Unlike other studies [5, 8], it was not necessary to indicate delivery for maternal reasons such as respiratory worsening in our series. We credit this result to the frequent use of PP and its excellent response in oxygenation. We observed that PP was a lifesaving method for some patients and believe it should be instituted regardless of GA and following the same recommendations as in non-pregnant women, since it is practically costless and effective with low risk of complications when performed by a properly trained team. It is also likely that PP reduces the need for patients to undergo ECMO, with its potentially severe complications, as long as ECMO is not indicated for hemodynamic issues.

All our indications for delivery were made for fetal or obstetric reasons. Furthermore, during fetal distress, delivery was only performed if the maternal clinical condition had been satisfactorily stabilized with a low noradrenaline dose and adequate ventilatory support, so that we could take action if the mother's condition did worsen.

Our series reported two fetal deaths. One occurred at a 38-week gestation when the patient went into septic shock. The fetus was extracted vaginally, the patient's ventilatory status did not improve after delivery, and PP was still required for the subsequent 4 days. The other occurred at a 37-week gestation and was identified during the second PP session; the fetus was extracted through cesarean section after 11 days, when the patient had already been extubated. The moment of severe fetal bradycardia was identified hours prior, but the mother's condition at that time did not allow an emergency cesarean, because when placed in the supine position, her pH was below 7.20 and FiO2 need was 80%. For this reason, there is no way to determine whether PP was related to this event, or whether the fetal death was caused by the viral infection or even the maternal hemodynamic instability.

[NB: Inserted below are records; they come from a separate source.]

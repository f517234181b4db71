//! Polynomial types in Z[x]/(x^N - 1).
//!
//! Three representations share the ring:
//! - [`Poly`]: dense, one `i32` per coefficient.
//! - [`TernPoly`]: sparse, the positions of the +1 and -1 coefficients.
//! - [`ProdPoly`]: `f1·f2 + f3` over three ternary factors, never expanded
//!   when multiplying.
//!
//! [`RingPoly`] tags one of the three and dispatches multiplication by
//! variant.

use std::fmt;

use zeroize::Zeroize;

use crate::convolution::{mult_dense, mult_prod, mult_tern};
use crate::error::{NtruError, Result};

/// A dense polynomial. `coeffs[i]` is the coefficient of `x^i`.
#[derive(Clone, Debug, PartialEq, Eq, Zeroize)]
pub struct Poly {
    pub coeffs: Vec<i32>,
}

impl Poly {
    pub fn zero(n: usize) -> Self {
        Poly { coeffs: vec![0; n] }
    }

    /// The constant polynomial 1.
    pub fn one(n: usize) -> Self {
        let mut p = Poly::zero(n);
        p.coeffs[0] = 1;
        p
    }

    pub fn from_coeffs(coeffs: Vec<i32>) -> Self {
        Poly { coeffs }
    }

    /// Ring degree.
    pub fn n(&self) -> usize {
        self.coeffs.len()
    }

    /// Coefficient-wise addition, unreduced.
    pub fn add(&self, other: &Poly) -> Poly {
        debug_assert_eq!(self.n(), other.n());
        let coeffs = self
            .coeffs
            .iter()
            .zip(&other.coeffs)
            .map(|(a, b)| a + b)
            .collect();
        Poly { coeffs }
    }

    /// Coefficient-wise subtraction, unreduced.
    pub fn sub(&self, other: &Poly) -> Poly {
        debug_assert_eq!(self.n(), other.n());
        let coeffs = self
            .coeffs
            .iter()
            .zip(&other.coeffs)
            .map(|(a, b)| a - b)
            .collect();
        Poly { coeffs }
    }

    /// Coefficient-wise addition, reduced into `[0, modulus)`.
    pub fn add_mod(&self, other: &Poly, modulus: u16) -> Poly {
        let mut sum = self.add(other);
        sum.reduce_mod(modulus);
        sum
    }

    /// Coefficient-wise subtraction, reduced into `[0, modulus)`.
    pub fn sub_mod(&self, other: &Poly, modulus: u16) -> Poly {
        let mut diff = self.sub(other);
        diff.reduce_mod(modulus);
        diff
    }

    /// Multiplies every coefficient by `factor`.
    pub fn mult_fac(&mut self, factor: i32) {
        for c in self.coeffs.iter_mut() {
            *c *= factor;
        }
    }

    /// Maps every coefficient into `[0, modulus)`.
    pub fn reduce_mod(&mut self, modulus: u16) {
        let m = i32::from(modulus);
        for c in self.coeffs.iter_mut() {
            *c = c.rem_euclid(m);
        }
    }

    /// Maps every coefficient into `(-modulus/2, modulus/2]`.
    pub fn center_mod(&mut self, modulus: u16) {
        let m = i32::from(modulus);
        let half = m / 2;
        for c in self.coeffs.iter_mut() {
            let r = c.rem_euclid(m);
            *c = if r > half { r - m } else { r };
        }
    }

    /// `self * other mod (x^N - 1, modulus)`.
    pub fn mult(&self, other: &Poly, modulus: u16) -> Poly {
        mult_dense(self, other, modulus)
    }

    /// Number of coefficients equal to each of -1, 0 and 1 (after reduction
    /// mod 3), in that order.
    pub fn trit_counts(&self) -> [usize; 3] {
        let mut counts = [0usize; 3];
        for c in &self.coeffs {
            match c.rem_euclid(3) {
                2 => counts[0] += 1,
                0 => counts[1] += 1,
                _ => counts[2] += 1,
            }
        }
        counts
    }

    pub fn is_zero(&self) -> bool {
        self.coeffs.iter().all(|&c| c == 0)
    }
}

/// A ternary polynomial stored as the positions of its +1 and -1
/// coefficients.
///
/// `Debug` prints the degree and weights only. The positions are secret
/// whenever this is part of a private key or a blinding polynomial.
#[derive(Clone, PartialEq, Eq, Zeroize)]
pub struct TernPoly {
    n: u16,
    ones: Vec<u16>,
    neg_ones: Vec<u16>,
}

impl TernPoly {
    /// Builds a ternary polynomial, rejecting out-of-range or repeated
    /// positions.
    pub fn new(n: u16, ones: Vec<u16>, neg_ones: Vec<u16>) -> Result<Self> {
        let mut seen = vec![false; usize::from(n)];
        for &i in ones.iter().chain(&neg_ones) {
            let slot = seen.get_mut(usize::from(i)).ok_or_else(|| {
                NtruError::InvalidParameter(format!("index {i} outside ring of degree {n}"))
            })?;
            if *slot {
                return Err(NtruError::InvalidParameter(format!(
                    "index {i} used twice in ternary polynomial"
                )));
            }
            *slot = true;
        }
        Ok(TernPoly { n, ones, neg_ones })
    }

    pub fn n(&self) -> usize {
        usize::from(self.n)
    }

    /// Positions of the +1 coefficients.
    pub fn ones(&self) -> &[u16] {
        &self.ones
    }

    /// Positions of the -1 coefficients.
    pub fn neg_ones(&self) -> &[u16] {
        &self.neg_ones
    }

    pub fn to_dense(&self) -> Poly {
        let mut p = Poly::zero(self.n());
        for &i in &self.ones {
            p.coeffs[usize::from(i)] = 1;
        }
        for &i in &self.neg_ones {
            p.coeffs[usize::from(i)] = -1;
        }
        p
    }
}

impl fmt::Debug for TernPoly {
    fn fmt(&self, f: &mut fmt::Formatter<'_>) -> fmt::Result {
        f.debug_struct("TernPoly")
            .field("n", &self.n)
            .field("ones", &self.ones.len())
            .field("neg_ones", &self.neg_ones.len())
            .finish_non_exhaustive()
    }
}

/// A product-form polynomial `f1·f2 + f3`.
#[derive(Clone, Debug, PartialEq, Eq, Zeroize)]
pub struct ProdPoly {
    pub f1: TernPoly,
    pub f2: TernPoly,
    pub f3: TernPoly,
}

impl ProdPoly {
    pub fn n(&self) -> usize {
        self.f1.n()
    }

    /// Expands `f1·f2 + f3` over the integers.
    pub fn to_dense(&self) -> Poly {
        // Coefficients of f1·f2 stay below N, well inside i32.
        let f1 = self.f1.to_dense();
        let mut f = mult_tern(&f1, &self.f2, 0);
        for &i in self.f3.ones() {
            f.coeffs[usize::from(i)] += 1;
        }
        for &i in self.f3.neg_ones() {
            f.coeffs[usize::from(i)] -= 1;
        }
        f
    }
}

/// One ring element in any of the three representations.
#[derive(Clone, Debug, PartialEq, Eq)]
pub enum RingPoly {
    Dense(Poly),
    Ternary(TernPoly),
    Product(ProdPoly),
}

impl RingPoly {
    pub fn n(&self) -> usize {
        match self {
            RingPoly::Dense(p) => p.n(),
            RingPoly::Ternary(t) => t.n(),
            RingPoly::Product(p) => p.n(),
        }
    }

    /// `a * self mod (x^N - 1, modulus)`. A zero modulus skips the
    /// reduction.
    pub fn mult(&self, a: &Poly, modulus: u16) -> Poly {
        match self {
            RingPoly::Dense(b) => mult_dense(a, b, modulus),
            RingPoly::Ternary(t) => mult_tern(a, t, modulus),
            RingPoly::Product(p) => mult_prod(a, p, modulus),
        }
    }

    pub fn to_dense(&self) -> Poly {
        match self {
            RingPoly::Dense(p) => p.clone(),
            RingPoly::Ternary(t) => t.to_dense(),
            RingPoly::Product(p) => p.to_dense(),
        }
    }
}

impl Zeroize for RingPoly {
    fn zeroize(&mut self) {
        match self {
            RingPoly::Dense(p) => p.zeroize(),
            RingPoly::Ternary(t) => t.zeroize(),
            RingPoly::Product(p) => p.zeroize(),
        }
    }
}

This study has some limitations. Although epidemiological data show the Gamma variant predominated in our city from March 2021, genotyping was not conducted in our patients. We did not follow patients and live births over the long term. Because we did not utilize continuous fetal monitoring, our observations about fetal repercussion in critical COVID-19 are limited. Chest computed tomography angiography was rarely used in patients with worsening respiratory condition, which may have underestimated the diagnosis of pulmonary embolism.